Who’s aging gracefully?

The key to successful aging is to pay as little attention to it as possible.”  ~Judith Regan

I get annoyed when the terms “anti-aging” and “age-defying” are used to market products to women who are barely out of high school.

Whether I’m thumbing through fashion/lifestyle magazines or surfing channels on TV, I’m bombarded with images of nubile celebrities touting the wonders of wrinkle creams, facial peels, and eye serums. And I rarely see photos of mature women representing my own middle-aged face or body when I browse through mail-order catalogs targeted to my own demographic.

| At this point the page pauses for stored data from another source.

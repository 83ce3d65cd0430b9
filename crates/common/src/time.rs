//! Native media time.
//!
//! Timelines are expressed in integer ticks of a fixed timescale (ticks per
//! second), the representation container formats and native export engines
//! use. Callers speak milliseconds; conversions between the two are exact
//! whenever the timescale is a multiple of 1000, so repeated round trips
//! never accumulate drift.

use std::cmp::Ordering;
use std::fmt;
use std::ops::{Add, Sub};

use serde::{Deserialize, Serialize};

/// MPEG-style 90 kHz clock.
pub const DEFAULT_TIMESCALE: u32 = 90_000;

/// A point or span in native ticks.
#[derive(Debug, Clone, Copy, Serialize, Deserialize)]
pub struct NativeTime {
    /// Tick count.
    pub value: i64,
    /// Ticks per second. Always positive.
    pub timescale: u32,
}

impl NativeTime {
    /// Zero in the given timescale.
    pub const fn zero(timescale: u32) -> Self {
        Self {
            value: 0,
            timescale,
        }
    }

    pub const fn new(value: i64, timescale: u32) -> Self {
        Self { value, timescale }
    }

    /// Convert milliseconds to ticks, rounding to the nearest tick when the
    /// timescale is not a multiple of 1000.
    ///
    /// Saturates at the `i64` tick range; use [`NativeTime::checked_from_millis`]
    /// for untrusted input.
    pub fn from_millis(ms: i64, timescale: u32) -> Self {
        Self {
            value: rescale_saturating(ms as i128, 1000, timescale as i128),
            timescale,
        }
    }

    /// Like [`NativeTime::from_millis`], but `None` when the tick count does
    /// not fit in an `i64`.
    pub fn checked_from_millis(ms: i64, timescale: u32) -> Option<Self> {
        rescale(ms as i128, 1000, timescale as i128).map(|value| Self { value, timescale })
    }

    /// Convert back to milliseconds, rounding to the nearest millisecond.
    pub fn to_millis(self) -> i64 {
        rescale_saturating(self.value as i128, self.timescale as i128, 1000)
    }

    /// Seconds as a float, for engine arguments and logging only.
    pub fn as_secs_f64(self) -> f64 {
        self.value as f64 / self.timescale as f64
    }

    /// Express this time in another timescale.
    pub fn convert_scale(self, timescale: u32) -> Self {
        Self {
            value: rescale_saturating(
                self.value as i128,
                self.timescale as i128,
                timescale as i128,
            ),
            timescale,
        }
    }

    /// Divide a duration by a playback-rate multiplier, rounding to the
    /// nearest tick. The multiplier must be finite and positive.
    pub fn div_rate(self, multiplier: f64) -> Self {
        Self {
            value: (self.value as f64 / multiplier).round() as i64,
            timescale: self.timescale,
        }
    }

    pub fn is_negative(self) -> bool {
        self.value < 0
    }

    /// The larger of two times.
    pub fn max(self, other: Self) -> Self {
        if other > self {
            other
        } else {
            self
        }
    }

    /// Ratio `self / other` as a float. Returns 1.0 when `other` is zero.
    pub fn ratio(self, other: Self) -> f64 {
        let other = other.convert_scale(self.timescale);
        if other.value == 0 {
            1.0
        } else {
            self.value as f64 / other.value as f64
        }
    }
}

/// `value * to / from`, rounded half away from zero. `None` when the result
/// leaves the `i64` range.
fn rescale(value: i128, from: i128, to: i128) -> Option<i64> {
    let num = value * to;
    let half = from / 2;
    let rounded = if num >= 0 {
        (num + half) / from
    } else {
        (num - half) / from
    };
    i64::try_from(rounded).ok()
}

fn rescale_saturating(value: i128, from: i128, to: i128) -> i64 {
    rescale(value, from, to).unwrap_or(if value < 0 { i64::MIN } else { i64::MAX })
}

impl PartialEq for NativeTime {
    fn eq(&self, other: &Self) -> bool {
        self.cmp(other) == Ordering::Equal
    }
}

impl Eq for NativeTime {}

impl PartialOrd for NativeTime {
    fn partial_cmp(&self, other: &Self) -> Option<Ordering> {
        Some(self.cmp(other))
    }
}

impl Ord for NativeTime {
    fn cmp(&self, other: &Self) -> Ordering {
        let lhs = self.value as i128 * other.timescale as i128;
        let rhs = other.value as i128 * self.timescale as i128;
        lhs.cmp(&rhs)
    }
}

impl Add for NativeTime {
    type Output = NativeTime;

    fn add(self, rhs: NativeTime) -> NativeTime {
        let rhs = rhs.convert_scale(self.timescale);
        NativeTime::new(self.value + rhs.value, self.timescale)
    }
}

impl Sub for NativeTime {
    type Output = NativeTime;

    fn sub(self, rhs: NativeTime) -> NativeTime {
        let rhs = rhs.convert_scale(self.timescale);
        NativeTime::new(self.value - rhs.value, self.timescale)
    }
}

impl fmt::Display for NativeTime {
    fn fmt(&self, f: &mut fmt::Formatter<'_>) -> fmt::Result {
        write!(f, "{:.3}s", self.as_secs_f64())
    }
}

/// A half-open span `[start, start + duration)`.
#[derive(Debug, Clone, Copy, PartialEq, Eq, Serialize, Deserialize)]
pub struct TimeRange {
    pub start: NativeTime,
    pub duration: NativeTime,
}

impl TimeRange {
    pub fn new(start: NativeTime, duration: NativeTime) -> Self {
        Self { start, duration }
    }

    /// Range from `start` up to (excluding) `end`.
    pub fn from_bounds(start: NativeTime, end: NativeTime) -> Self {
        Self {
            start,
            duration: end - start,
        }
    }

    pub fn end(&self) -> NativeTime {
        self.start + self.duration
    }
}

#[cfg(test)]
mod tests {
    use super::*;
    use proptest::prelude::*;

    #[test]
    fn test_millis_round_trip_default_scale() {
        let t = NativeTime::from_millis(1_234, DEFAULT_TIMESCALE);
        assert_eq!(t.value, 111_060);
        assert_eq!(t.to_millis(), 1_234);
    }

    #[test]
    fn test_non_multiple_timescale_rounds() {
        // 600 ticks/s: 1 ms = 0.6 ticks
        let t = NativeTime::from_millis(1, 600);
        assert_eq!(t.value, 1);
        assert_eq!(NativeTime::new(1, 600).to_millis(), 2);
    }

    #[test]
    fn test_cross_scale_comparison_and_arithmetic() {
        let a = NativeTime::new(1, 1);
        let b = NativeTime::new(90_000, DEFAULT_TIMESCALE);
        assert_eq!(a, b);

        let sum = b + NativeTime::from_millis(500, 1000);
        assert_eq!(sum.timescale, DEFAULT_TIMESCALE);
        assert_eq!(sum.to_millis(), 1_500);
        assert_eq!((sum - a).to_millis(), 500);
    }

    #[test]
    fn test_oversized_millis_do_not_wrap() {
        let huge = 1_000_000_000_000_000_000;
        assert_eq!(NativeTime::checked_from_millis(huge, DEFAULT_TIMESCALE), None);
        assert_eq!(NativeTime::from_millis(huge, DEFAULT_TIMESCALE).value, i64::MAX);
        assert_eq!(NativeTime::from_millis(-huge, DEFAULT_TIMESCALE).value, i64::MIN);
        assert_eq!(
            NativeTime::checked_from_millis(1_000, DEFAULT_TIMESCALE),
            Some(NativeTime::new(90_000, DEFAULT_TIMESCALE))
        );
    }

    #[test]
    fn test_div_rate() {
        let d = NativeTime::from_millis(10_000, DEFAULT_TIMESCALE);
        assert_eq!(d.div_rate(2.0).to_millis(), 5_000);
        assert_eq!(d.div_rate(0.5).to_millis(), 20_000);
        assert_eq!(d.div_rate(1.0), d);
    }

    #[test]
    fn test_time_range_end() {
        let r = TimeRange::from_bounds(
            NativeTime::from_millis(1_000, DEFAULT_TIMESCALE),
            NativeTime::from_millis(3_500, DEFAULT_TIMESCALE),
        );
        assert_eq!(r.duration.to_millis(), 2_500);
        assert_eq!(r.end().to_millis(), 3_500);
    }

    proptest! {
        #[test]
        fn prop_millis_conversion_is_exact(ms in -1_000_000_000i64..1_000_000_000i64) {
            let t = NativeTime::from_millis(ms, DEFAULT_TIMESCALE);
            prop_assert_eq!(t.to_millis(), ms);
            // repeated conversions do not drift
            let again = NativeTime::from_millis(t.to_millis(), DEFAULT_TIMESCALE);
            prop_assert_eq!(again.value, t.value);
        }
    }
}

So, I get the message: She who looks youngest wins.

Two years ago, I tried tackling this issue in one of my weekly columns on midlife issues. As a 50-something journalist, I vowed to join the campaign for honest aging. In my column, I promised to celebrate the beauty of graying temples and applaud the infectious charm of laugh lines. I also admitted that I plan to avoid cosmetic surgery (and that I’m terrified of Botox). I know the cliche is as exhausted as I am after a day of caring for my elderly mom, but I’m seriously trying to grow old gracefully.

“Women can look older and fabulous at the same time,” I wrote in the column. And I wasn’t suggesting that middle-aged women ought to give up on their looks. I even disclosed that my own medicine cabinet is an arsenal of anti-aging weapons. (Right now, there’s a back-up tube of Retinol and an outrageously expensive eye cream that promises to perform miracles just short of raising the dead.)  But I added that we all need to be more realistic — and that we’d all be happier if we paid less attention to the beauty-and-fashion police.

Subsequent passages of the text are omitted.